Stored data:
%%

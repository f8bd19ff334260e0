//! Trend signals across a wallet's snapshots
//!
//! Input is the snapshot history of the trend window, oldest first. At
//! least two snapshots are needed to say anything.

use ledgerwatch_core::{AuditSnapshot, Invariant, Severity, WalletId};
use rust_decimal::{Decimal, MathematicalOps};
use serde::{Deserialize, Serialize};
use strum_macros::{AsRefStr, Display};

use crate::anomaly::Anomaly;
use crate::config::PeriodicConfig;

#[derive(Debug, Clone, Copy, PartialEq, Eq, Serialize, Deserialize, Display, AsRefStr)]
#[strum(serialize_all = "snake_case")]
#[serde(rename_all = "snake_case")]
pub enum TrendDirection {
    Increasing,
    Decreasing,
    Stable,
}

impl TrendDirection {
    /// Changes within ±5% count as stable
    pub fn of(change_ratio: Decimal) -> Self {
        let band = Decimal::new(5, 2);
        if change_ratio > band {
            TrendDirection::Increasing
        } else if change_ratio < -band {
            TrendDirection::Decreasing
        } else {
            TrendDirection::Stable
        }
    }
}

#[derive(Debug, Clone, PartialEq, Serialize, Deserialize)]
pub struct TrendReport {
    pub snapshot_count: usize,
    pub balance_trend: TrendDirection,
    /// `(last - first) / |first|`, zero when the first balance is zero
    pub balance_change_ratio: Decimal,
    /// Coefficient of variation of the balances
    pub volatility: Decimal,
    /// Latest transaction rate against the earlier average, needs 3 snapshots
    pub frequency_change: Option<Decimal>,
    /// Balance movement in the later half against the earlier half
    pub volume_trend: TrendDirection,
}

fn relative_change(from: Decimal, to: Decimal) -> Decimal {
    if from.is_zero() {
        Decimal::ZERO
    } else {
        (to - from) / from.abs()
    }
}

fn coefficient_of_variation(values: &[Decimal]) -> Decimal {
    let n = Decimal::from(values.len());
    let mean = values.iter().copied().sum::<Decimal>() / n;
    if mean.is_zero() {
        return Decimal::ZERO;
    }
    let variance = values
        .iter()
        .map(|v| (*v - mean) * (*v - mean))
        .sum::<Decimal>()
        / n;
    variance.sqrt().unwrap_or(Decimal::ZERO) / mean.abs()
}

/// Transactions per hour between consecutive snapshots
fn transaction_rates(snapshots: &[AuditSnapshot]) -> Vec<Decimal> {
    snapshots
        .windows(2)
        .filter_map(|pair| {
            let minutes = (pair[1].snapshot_date - pair[0].snapshot_date).num_minutes();
            if minutes <= 0 {
                return None;
            }
            let delta = pair[1].transaction_count.saturating_sub(pair[0].transaction_count);
            Some(Decimal::from(delta) * Decimal::from(60) / Decimal::from(minutes))
        })
        .collect()
}

fn frequency_change(rates: &[Decimal]) -> Option<Decimal> {
    let (latest, earlier) = rates.split_last()?;
    if earlier.is_empty() {
        return None;
    }
    let baseline = earlier.iter().copied().sum::<Decimal>() / Decimal::from(earlier.len());
    if baseline.is_zero() {
        return None;
    }
    Some((*latest - baseline) / baseline)
}

fn volume_trend(snapshots: &[AuditSnapshot]) -> TrendDirection {
    let movements: Vec<Decimal> = snapshots
        .windows(2)
        .map(|pair| (pair[1].balance - pair[0].balance).abs())
        .collect();
    let mid = movements.len() / 2;
    if mid == 0 {
        return TrendDirection::Stable;
    }
    let earlier: Decimal = movements[..mid].iter().copied().sum();
    let later: Decimal = movements[mid..].iter().copied().sum();
    TrendDirection::of(relative_change(earlier, later))
}

pub fn analyze(snapshots: &[AuditSnapshot]) -> Option<TrendReport> {
    let (first, last) = match snapshots {
        [first, .., last] => (first, last),
        _ => return None,
    };

    let balances: Vec<Decimal> = snapshots.iter().map(|s| s.balance).collect();
    let balance_change_ratio = relative_change(first.balance, last.balance);

    Some(TrendReport {
        snapshot_count: snapshots.len(),
        balance_trend: TrendDirection::of(balance_change_ratio),
        balance_change_ratio,
        volatility: coefficient_of_variation(&balances),
        frequency_change: frequency_change(&transaction_rates(snapshots)),
        volume_trend: volume_trend(snapshots),
    })
}

/// Anomalies implied by a trend report
pub fn trend_anomalies(wallet_id: WalletId, report: &TrendReport, config: &PeriodicConfig) -> Vec<Anomaly> {
    let mut anomalies = Vec::new();

    if report.balance_change_ratio < -config.sharp_decline_ratio {
        anomalies.push(
            Anomaly::wallet(Invariant::SharpBalanceDecline, wallet_id)
                .values(-config.sharp_decline_ratio, report.balance_change_ratio)
                .severity(Severity::High)
                .describe(format!(
                    "Wallet {} balance fell {}% over {} snapshots",
                    wallet_id,
                    (-report.balance_change_ratio * Decimal::ONE_HUNDRED).round_dp(1),
                    report.snapshot_count
                )),
        );
    }

    if report.volatility > config.volatility_threshold {
        anomalies.push(
            Anomaly::wallet(Invariant::HighBalanceVolatility, wallet_id)
                .values(config.volatility_threshold, report.volatility.round_dp(4))
                .severity(Severity::Medium)
                .describe(format!(
                    "Wallet {} balance volatility {} exceeds {}",
                    wallet_id,
                    report.volatility.round_dp(2),
                    config.volatility_threshold
                )),
        );
    }

    if let Some(change) = report.frequency_change {
        if change > config.frequency_change_threshold {
            anomalies.push(
                Anomaly::wallet(Invariant::TransactionFrequencySpike, wallet_id)
                    .values(config.frequency_change_threshold, change.round_dp(4))
                    .severity(Severity::Medium)
                    .describe(format!(
                        "Wallet {} transaction rate up {}%",
                        wallet_id,
                        (change * Decimal::ONE_HUNDRED).round_dp(0)
                    )),
            );
        }
    }

    anomalies
        .into_iter()
        .map(|a| {
            a.meta("balance_trend", report.balance_trend.as_ref())
                .meta("volume_trend", report.volume_trend.as_ref())
        })
        .collect()
}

%%

In the records above, how many lines contain the word "Severity"? State only the number.

> [RESPONSE TO THE TASK]: 4